Tutto è più evidente nel "dialetto" che, non avendo patito la normazione "nazionale" e scolastica, esibisce tutte le componenti spaziali, temporali, sociali che lo compongono e le disloca come gli pare. Quante lingue piemontesi esistono in Piemonte? Quante ne usa il piemontesofono? Se dice frel al posto di fratel ( o söri al posto di surela) vuol dire che si porta dietro frammenti di una lingua arcaica, se dice I san nen da che part j han da cmensà ("non sapevano da che parte cominciare") rivela l'origine monferrina, a bramàu fort ("gridavano forte") quella del piemontese occitanizzato (o dell'occitano piemontesizzato), l'hai resetalu tüt, prima 'd furmatelu quella di informatico subalpino, e così via.

Per concludere, anche i dialetti sono pidgin, lingue creole, plurali, che corrispondono ai diversi mondi che coabitano il mondo. Finché sarà possibile pensarli. Finché non sarà distrutta la provvida Babele.
Per questo mi piace farlo viaggiare, il dialetto. Fargli incontrare altre lingue.


La prima è la non-lingua del "Finnegans Wake" di James Joyce, il chaosmos, come lo chiama, di questo meta-linguaggio che vorrebbe raccontare l'ambiguo flusso della Storia. Un minuscolo frammento.

Of the first was he to bare arms and a name: Wassaily Booslaeugh of Riesengeborg. His crest of huroldy, in vert with ancillars, troublant, argent, a hegoat, poursuivant, horrid, horned, His scutschum fessed, with arcgers strung, helio, of the second. Hootch is for husbandman handling his hoe. Hohohoho, Mister Finn, you're going to be Mister Finnagain! Comeday morn and, O, you're vine! Sendday's eve and, ah, you're vinegar! Hahahaha, Mister Funn, you're going to be fined again!

Tra i primi a l'è stait chiel a patanüé 'j armi e 'n nom. Wassaily Booslaeugh 'd Riesengeborg. La sua ansëgna huraldica, 'n vert cun- servantie, troublant, argent, 'n buc, poursuivant, guregn, cui corn. So blesun 'nlupatà, con arcé ca tiru, sul, dl secund. Pautasot a l'è 'n paisan ca pianta panansëmmu. Ohohohoh. Mister Finn, t'ses 'n camin che 't divente Mister Finnagain! Arivdì matin e, oh, t'ses vis! Vaminica 'd seira e, ah, 't ses azil. Ahahah, Mister Funn, a stan turna pr ciümmite!

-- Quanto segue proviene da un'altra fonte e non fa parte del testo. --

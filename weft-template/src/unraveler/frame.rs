//! Cursor frames
//!
//! One frame per token on the unraveler's path from the root to the current
//! position. Frames own cheap `Arc` handles to their tokens, so a frame never
//! borrows from the tree it walks.

use std::fmt;
use weft_core::{Token, TokenKind};

#[derive(Debug, Clone)]
pub(crate) struct Frame {
    pub token: Token,
    /// Bytes charged for an expression result, released when the frame pops.
    pub remove_bytes: usize,
    pub state: FrameState,
}

#[derive(Debug, Clone)]
pub(crate) enum FrameState {
    Literal,
    Sequence(ContainerState),
    Mapping(ContainerState),
    Expression { is_start: bool },
    Insert { is_start: bool },
    Conditional { is_start: bool, body: Option<Token> },
    Each(EachState),
}

#[derive(Debug, Clone, Default)]
pub(crate) struct ContainerState {
    pub is_start: bool,
    pub index: usize,
    /// Mappings only: the current child is the key of pair `index`.
    pub is_key: bool,
    /// Pushed as an insertion into the parent. The start event is never
    /// emitted and the end closes the insertion.
    pub spliced: bool,
    /// Index of the last conditional child and whether its chain is still open.
    pub chain: Option<(usize, bool)>,
}

#[derive(Debug, Clone, Default)]
pub(crate) struct EachState {
    /// `None` until the collection has been evaluated.
    pub items: Option<Vec<Token>>,
    pub index: usize,
    pub body: Option<Token>,
}

impl EachState {
    pub fn is_end(&self) -> bool {
        self.items.as_ref().is_some_and(|items| self.index >= items.len())
    }
}

impl Frame {
    pub fn new(token: Token, remove_bytes: usize) -> Self {
        let state = match &token.kind {
            TokenKind::Sequence(_) => FrameState::Sequence(ContainerState {
                is_start: true,
                ..ContainerState::default()
            }),
            TokenKind::Mapping(_) => FrameState::Mapping(ContainerState {
                is_start: true,
                ..ContainerState::default()
            }),
            TokenKind::BasicExpression(_) => FrameState::Expression { is_start: true },
            TokenKind::InsertExpression => FrameState::Insert { is_start: true },
            TokenKind::If(_) | TokenKind::ElseIf(_) | TokenKind::Else => FrameState::Conditional {
                is_start: true,
                body: None,
            },
            TokenKind::Each { .. } => FrameState::Each(EachState::default()),
            TokenKind::Null | TokenKind::Boolean(_) | TokenKind::Number(_) | TokenKind::String(_) => {
                FrameState::Literal
            }
        };
        Self {
            token,
            remove_bytes,
            state,
        }
    }

    /// Number of children of a container frame.
    pub fn len(&self) -> usize {
        match &self.token.kind {
            TokenKind::Sequence(items) => items.len(),
            TokenKind::Mapping(pairs) => pairs.len(),
            _ => 0,
        }
    }

    pub fn container(&self) -> Option<&ContainerState> {
        match &self.state {
            FrameState::Sequence(state) | FrameState::Mapping(state) => Some(state),
            _ => None,
        }
    }

    pub fn container_mut(&mut self) -> Option<&mut ContainerState> {
        match &mut self.state {
            FrameState::Sequence(state) | FrameState::Mapping(state) => Some(state),
            _ => None,
        }
    }

    pub fn is_container_start(&self) -> bool {
        self.container().is_some_and(|state| state.is_start)
    }

    pub fn is_container_end(&self) -> bool {
        let len = self.len();
        self.container()
            .is_some_and(|state| !state.is_start && state.index >= len)
    }

    /// The frame is positioned on a scalar the caller may consume.
    pub fn is_scalar_event(&self) -> bool {
        match &self.state {
            FrameState::Literal => true,
            FrameState::Expression { is_start }
            | FrameState::Insert { is_start }
            | FrameState::Conditional { is_start, .. } => *is_start,
            FrameState::Each(each) => each.items.is_none(),
            FrameState::Sequence(_) | FrameState::Mapping(_) => false,
        }
    }

    /// Leave the start state of an expression or directive frame.
    pub fn finish(&mut self) {
        match &mut self.state {
            FrameState::Expression { is_start }
            | FrameState::Insert { is_start }
            | FrameState::Conditional { is_start, .. } => *is_start = false,
            FrameState::Each(each) => {
                each.items = Some(each.items.take().unwrap_or_default());
                each.index = each.items.as_ref().map_or(0, Vec::len);
            }
            FrameState::Literal | FrameState::Sequence(_) | FrameState::Mapping(_) => {}
        }
    }

    /// Step a container to its next child position.
    pub fn advance(&mut self) {
        match &mut self.state {
            FrameState::Sequence(state) => {
                if state.is_start {
                    state.is_start = false;
                } else {
                    state.index += 1;
                }
            }
            FrameState::Mapping(state) => {
                if state.is_start {
                    state.is_start = false;
                    state.is_key = true;
                } else if state.is_key {
                    state.is_key = false;
                } else {
                    state.index += 1;
                    state.is_key = true;
                }
            }
            _ => {}
        }
    }

    /// Child at the current container position, if not at the end.
    pub fn current_child(&self) -> Option<Token> {
        let state = self.container()?;
        if state.is_start {
            return None;
        }
        match &self.token.kind {
            TokenKind::Sequence(items) => items.get(state.index).cloned(),
            TokenKind::Mapping(pairs) => pairs
                .get(state.index)
                .map(|(key, value)| if state.is_key { key.clone() } else { value.clone() }),
            _ => None,
        }
    }

    /// Value of the pair at the current mapping position.
    pub fn current_value(&self) -> Option<Token> {
        let state = self.container()?;
        self.token
            .as_mapping()
            .and_then(|pairs| pairs.get(state.index))
            .map(|(_, value)| value.clone())
    }
}

impl fmt::Display for Frame {
    fn fmt(&self, f: &mut fmt::Formatter<'_>) -> fmt::Result {
        match &self.state {
            FrameState::Literal => write!(f, "Literal"),
            FrameState::Sequence(state) => write!(
                f,
                "Sequence(start: {}, index: {}, len: {})",
                state.is_start,
                state.index,
                self.len()
            ),
            FrameState::Mapping(state) => write!(
                f,
                "Mapping(start: {}, index: {}, key: {}, len: {})",
                state.is_start,
                state.index,
                state.is_key,
                self.len()
            ),
            FrameState::Expression { is_start } => write!(f, "Expression(start: {})", is_start),
            FrameState::Insert { is_start } => write!(f, "Insert(start: {})", is_start),
            FrameState::Conditional { is_start, .. } => write!(f, "Conditional(start: {})", is_start),
            FrameState::Each(each) => write!(
                f,
                "Each(index: {}, items: {:?})",
                each.index,
                each.items.as_ref().map(Vec::len)
            ),
        }
    }
}

#[cfg(test)]
mod tests {
    use super::*;

    #[test]
    fn test_mapping_frame_walks_keys_then_values() {
        let mapping = Token::mapping(vec![
            (Token::string("a"), Token::number(1.0)),
            (Token::string("b"), Token::number(2.0)),
        ]);
        let mut frame = Frame::new(mapping, 0);
        assert!(frame.is_container_start());

        let mut seen = Vec::new();
        loop {
            frame.advance();
            match frame.current_child() {
                Some(child) => seen.push(child.to_string()),
                None => break,
            }
        }
        assert_eq!(seen, vec!["a", "1", "b", "2"]);
        assert!(frame.is_container_end());
    }

    #[test]
    fn test_empty_sequence_ends_immediately() {
        let mut frame = Frame::new(Token::sequence(vec![]), 0);
        frame.advance();
        assert_eq!(frame.current_child(), None);
        assert!(frame.is_container_end());
    }

    #[test]
    fn test_finish_ends_each() {
        let each = Token::new(TokenKind::Each {
            variable: "v".into(),
            collection: "items".into(),
        });
        let mut frame = Frame::new(each, 0);
        assert!(frame.is_scalar_event());
        frame.finish();
        assert!(!frame.is_scalar_event());
        assert!(matches!(&frame.state, FrameState::Each(each) if each.is_end()));
    }
}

traduzione italiana di Luigi Schenoni:

Dei primi lui fu a nudare armi e un nome: Wassaily Booslaeugh di Riesengeborg. La sua insegna hurealdica, in verde con ancillarie, troublant, argento, un caprione, poursuivant, coriaceo, cornuto. Il suo blesone fasciato, con arceri in tiro, celioh, del secondo. Cicchettoni è un contadino che coltiva cavoli. Ohohohoh, Mister Finn, stai per diventare Mister Finnagain! Viendì mattì, e, Oh, sei vite! Vamenica sera e, ah, sei vinagro! Ahahahah, Mister Funn, stai per essere fumminato ancora!
 
Secondo incontro:

incipit del capitolo "Geofilosofia" in Che cos'é la filosofia, di G.Deleuze e F.Guattari, Torino, 1996

Traduzione italiana dall'originale francese di Angela de Lorenzis:

Il soggetto e l'oggetto forniscono una cattiva approssimazione del pensiero. Pensare non è né un filo steso tra un soggetto e un oggetto, né una rivoluzione dell'uno intorno all'altro. Il pensare si realizza piuttosto nel rapporto fra il territorio e la terra. Kant è meno prigioniero di quanto si creda delle categorie di oggetto e di soggetto, in quanto la sua idea di rivoluzione copernicana mette il pensiero direttamente in rapporto con la terra; Husserl rivendica al pensiero un suolo che equivarrebbe alla terra, nella misura in cui questa, in quanto intuizione originaria, né si muove né è in quiete.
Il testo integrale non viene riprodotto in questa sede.